Plastic and Reconstructive Surgery: May 1995

The purpose of this study was to define the role of reconstruction plates as bone replacement in oromandibular reconstruction. From 1987 through 1991, 71 consecutive oral cancer patients underwent composite resection and reconstruction and were entered into one of two studies. In the first study of 31 patients, 15 underwent oromandibular reconstruction using a radial forearm osteocutaneous flap, while the remainder (16) received a radial forearm fasciocutaneous flap together with a mandibular reconstruction plate. The second study involved 40 subsequent patients, all receiving the latter form of reconstruction. Twenty-one of the plates were stainless steel, and the remaining 19 were of the titanium hollow screw (THORP) type. We followed the patients prospectively.

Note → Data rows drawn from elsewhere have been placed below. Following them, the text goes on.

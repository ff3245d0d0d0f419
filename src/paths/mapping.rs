//! Document Paths Mapping
//!
//! Per resource, one entry for every property path that does not cross a
//! reference: scalars, descriptors, school years, and each reference as a
//! whole. Reference entries pair each location in this document with the
//! identity location it denotes in the referenced document, which is what a
//! host needs to resolve a reference to a stored document.

use serde::Serialize;
use std::collections::HashMap;

use super::document::DocumentPath;
use super::{JsonPath, PropertyPath};
use crate::classify::PathType;
use crate::graph::{EntityGraph, EntityId, PropertyKind};
use crate::identity::FlattenedIdentityProperty;

const SCHOOL_YEAR_RESOURCE: &str = "SchoolYearType";
const SCHOOL_YEAR_IDENTITY: &str = "$.schoolYear";

/// One referencing/referenced location pair
#[derive(Debug, Clone, PartialEq, Eq, Serialize)]
#[serde(rename_all = "camelCase")]
pub struct ReferenceJsonPaths {
    pub reference_json_path: JsonPath,
    pub identity_json_path: JsonPath,
    #[serde(rename = "type")]
    pub path_type: PathType,
}

#[derive(Debug, Clone, PartialEq, Eq, Serialize)]
#[serde(tag = "kind", rename_all = "camelCase")]
pub enum DocumentPaths {
    Scalar {
        path: JsonPath,
        #[serde(rename = "type")]
        path_type: PathType,
    },
    #[serde(rename_all = "camelCase")]
    Descriptor {
        resource_name: String,
        path: JsonPath,
        #[serde(rename = "type")]
        path_type: PathType,
    },
    #[serde(rename_all = "camelCase")]
    Reference {
        resource_name: String,
        reference_json_paths: Vec<ReferenceJsonPaths>,
    },
}

#[derive(Debug, Clone, PartialEq, Eq, Serialize)]
#[serde(rename_all = "camelCase")]
pub struct DocumentPathsEntry {
    pub property_path: PropertyPath,
    #[serde(flatten)]
    pub paths: DocumentPaths,
}

/// Build the mapping from one entity's document paths
pub fn build_document_paths_mapping(
    graph: &EntityGraph,
    paths: &[DocumentPath],
    fips: &HashMap<EntityId, Vec<FlattenedIdentityProperty>>,
) -> Vec<DocumentPathsEntry> {
    let by_path: HashMap<&PropertyPath, &DocumentPath> = paths.iter().map(|p| (&p.property_path, p)).collect();
    let mut entries: Vec<DocumentPathsEntry> = Vec::new();
    let mut reference_entries: HashMap<&PropertyPath, usize> = HashMap::new();

    for path in paths {
        let terminal = graph.property(path.terminal);
        let path_type = PathType::of(&terminal.kind);

        let Some(site) = &path.reference else {
            let mapped = match terminal.kind {
                PropertyKind::Descriptor(target) => DocumentPaths::Descriptor {
                    resource_name: graph.entity(target).name.clone(),
                    path: path.json_path.clone(),
                    path_type,
                },
                PropertyKind::SchoolYearEnumeration => DocumentPaths::Reference {
                    resource_name: SCHOOL_YEAR_RESOURCE.to_string(),
                    reference_json_paths: vec![ReferenceJsonPaths {
                        reference_json_path: path.json_path.clone(),
                        identity_json_path: JsonPath::new(SCHOOL_YEAR_IDENTITY),
                        path_type,
                    }],
                },
                _ => DocumentPaths::Scalar {
                    path: path.json_path.clone(),
                    path_type,
                },
            };
            entries.push(DocumentPathsEntry {
                property_path: path.property_path.clone(),
                paths: mapped,
            });
            continue;
        };

        let index = *reference_entries.entry(&site.property_path).or_insert_with(|| {
            entries.push(DocumentPathsEntry {
                property_path: site.property_path.clone(),
                paths: DocumentPaths::Reference {
                    resource_name: graph.entity(site.target).name.clone(),
                    reference_json_paths: Vec::new(),
                },
            });
            entries.len() - 1
        });

        let identity = fips
            .get(&site.target)
            .and_then(|list| list.iter().find(|f| f.path == site.identity_path))
            .and_then(|f| f.json_path.clone());
        let Some(identity_json_path) = identity else {
            continue;
        };

        let reference_json_path = path
            .merged_away
            .as_ref()
            .and_then(|covering| by_path.get(covering))
            .map(|covering| covering.json_path.clone())
            .unwrap_or_else(|| path.json_path.clone());

        if let DocumentPaths::Reference { reference_json_paths, .. } = &mut entries[index].paths {
            reference_json_paths.push(ReferenceJsonPaths {
                reference_json_path,
                identity_json_path,
                path_type,
            });
        }
    }

    for entry in &mut entries {
        if let DocumentPaths::Reference { reference_json_paths, .. } = &mut entry.paths {
            reference_json_paths.sort_by(|a, b| {
                a.identity_json_path
                    .cmp(&b.identity_json_path)
                    .then_with(|| a.reference_json_path.cmp(&b.reference_json_path))
            });
            reference_json_paths.dedup_by(|a, b| {
                a.identity_json_path == b.identity_json_path && a.reference_json_path == b.reference_json_path
            });
        }
    }
    entries
}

We defined success as a reconstruction that we did not have to remove. Additionally, since the patients had limited life expectancy, we developed the idea of days of life lost and incorporated it into our definition of a successful outcome. Vascularized autogenous bone proved to be more successful than metallic plates used alone in terms both of reconstruction survival and of minimizing days of life lost. The overall success rate of mandibular plate reconstruction was 78.9 percent, but analysis by defect type revealed a failure rate of 35 percent when the defects were anterior and only 5 percent when they were lateral. THORP plates demonstrated a trend towards more durability. We would now recommend plate reconstruction only in lateral defects in patients with a poor prognosis. (Plast. Reconstr. Surg. 95: 1018, 1995.)